Research article 07 Jun 2018

Research article | 07 Jun 2018

Review status
This discussion paper is a preprint. It is a manuscript under review for the journal Solid Earth (SE).

Calibrating a New Attenuation Curve for the Dead Sea Region Using Surface Wave Dispersion Surveys in Sites Damaged by the 1927 Jericho Earthquake

Yaniv Darvasi and Amotz Agnon Yaniv Darvasi and Amotz Agnon
  • The Fredy & Nadine Herrmann Institute of Earth Sciences, The Hebrew University of Jerusalem, 9190401, Israel

Abstract. Strong motion data is not common around the Dead Sea region. Therefore, calibrating a new attenuation equation is a considerable challenge. However, the Holy Land has a remarkable historical archive, attesting to numerous regional and local earthquakes. Combining the historical record with modern measurements will enhance the regional equation.
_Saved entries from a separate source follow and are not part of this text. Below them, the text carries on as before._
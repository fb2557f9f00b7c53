//! Domain error model.

use thiserror::Error;

/// Result type used across the domain layer.
pub type DomainResult<T> = Result<T, DomainError>;

/// Domain-level error.
///
/// Keep this focused on deterministic, business/domain failures (validation,
/// conflicts). Infrastructure concerns belong elsewhere.
#[derive(Debug, Error, Clone, PartialEq, Eq)]
pub enum DomainError {
    /// A value failed validation (e.g. malformed input).
    #[error("validation failed: {0}")]
    Validation(String),

    /// An identifier was invalid (e.g. parse failure).
    #[error("invalid identifier: {0}")]
    InvalidId(String),

    /// A conflict occurred (e.g. duplicate key, stale state).
    #[error("conflict: {0}")]
    Conflict(String),
}

impl DomainError {
    pub fn validation(msg: impl Into<String>) -> Self {
        Self::Validation(msg.into())
    }

    pub fn invalid_id(msg: impl Into<String>) -> Self {
        Self::InvalidId(msg.into())
    }

    pub fn conflict(msg: impl Into<String>) -> Self {
        Self::Conflict(msg.into())
    }
}
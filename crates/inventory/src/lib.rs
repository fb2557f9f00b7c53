//! Inventory domain module (catalog items and unique jewelry pieces).
//!
//! This crate contains the item registry entities, implemented purely as
//! deterministic domain logic (no IO, no HTTP, no storage). The only mutable
//! item state the ledger touches is [`JewelryState`]; the transition rules
//! live here, the atomic commit discipline lives in the store.

pub mod jewelry;
pub mod standard;

pub use jewelry::{JewelryItem, JewelryState};
pub use standard::StandardItem;

use goldbook_core::{DomainError, DomainResult};
use rust_decimal::Decimal;

/// Shared numeric guardrails for gold quantities.
///
/// Weights are strictly positive grams; purity is a fineness fraction in
/// `(0, 1]` (e.g. 0.750, 0.999).
pub(crate) fn ensure_weight(weight_grams: Decimal) -> DomainResult<()> {
    if weight_grams <= Decimal::ZERO {
        return Err(DomainError::validation(format!(
            "weight_grams must be positive: {weight_grams}"
        )));
    }
    Ok(())
}

pub(crate) fn ensure_purity(purity: Decimal) -> DomainResult<()> {
    if purity <= Decimal::ZERO || purity > Decimal::ONE {
        return Err(DomainError::validation(format!(
            "purity must lie in (0, 1]: {purity}"
        )));
    }
    Ok(())
}

pub(crate) fn ensure_code(code: &str) -> DomainResult<()> {
    if code.trim().is_empty() {
        return Err(DomainError::validation("code cannot be empty"));
    }
    Ok(())
}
On 11 July 1927, a crustal rupture generated a moderate 6.25ML earthquake around the northern part of the Dead Sea. Up to five hundred people were killed and extensive destruction was recorded, even at places as far as 150 kilometers from the focus. We consider local near-surface properties, in particular, the shear-wave velocity, as an amplification factor. Where the shear-wave velocity is low, the seismic intensity at places far from the focus would likely be greater than expected from a standard attenuation curve. In this work, we used the Multi Analysis of Surface Waves (MASW) method to estimate seismic wave velocity at anomalous sites in Israel in order to calibrate a new attenuation equation for the Dead Sea region, based on 1927 macroseismic data integrated with modern measurements.

Our new attenuation equation contains a term which quantifies solely lithological effects, whilst factors such as building quality, foundation depth, topography, earthquake directivity, type of fault, etc., remained out of the equation. Nonetheless, about 60% of the measured anomalous sites fit expectations and better fitting is achieved compared to other relevant attenuation equations.

From a local point of view, this is the first time that an integration between historical data and modern seismic measurements improves the attenuation relation for the Dead Sea region. In the wider context, regions of low-to-moderate seismicity should use historical earthquake data together with modern measurements in order to better estimate the peak ground acceleration or the seismic intensities caused by future earthquakes. This integration will conceivably lead to a better understanding of future earthquakes and improve maps of seismic risk.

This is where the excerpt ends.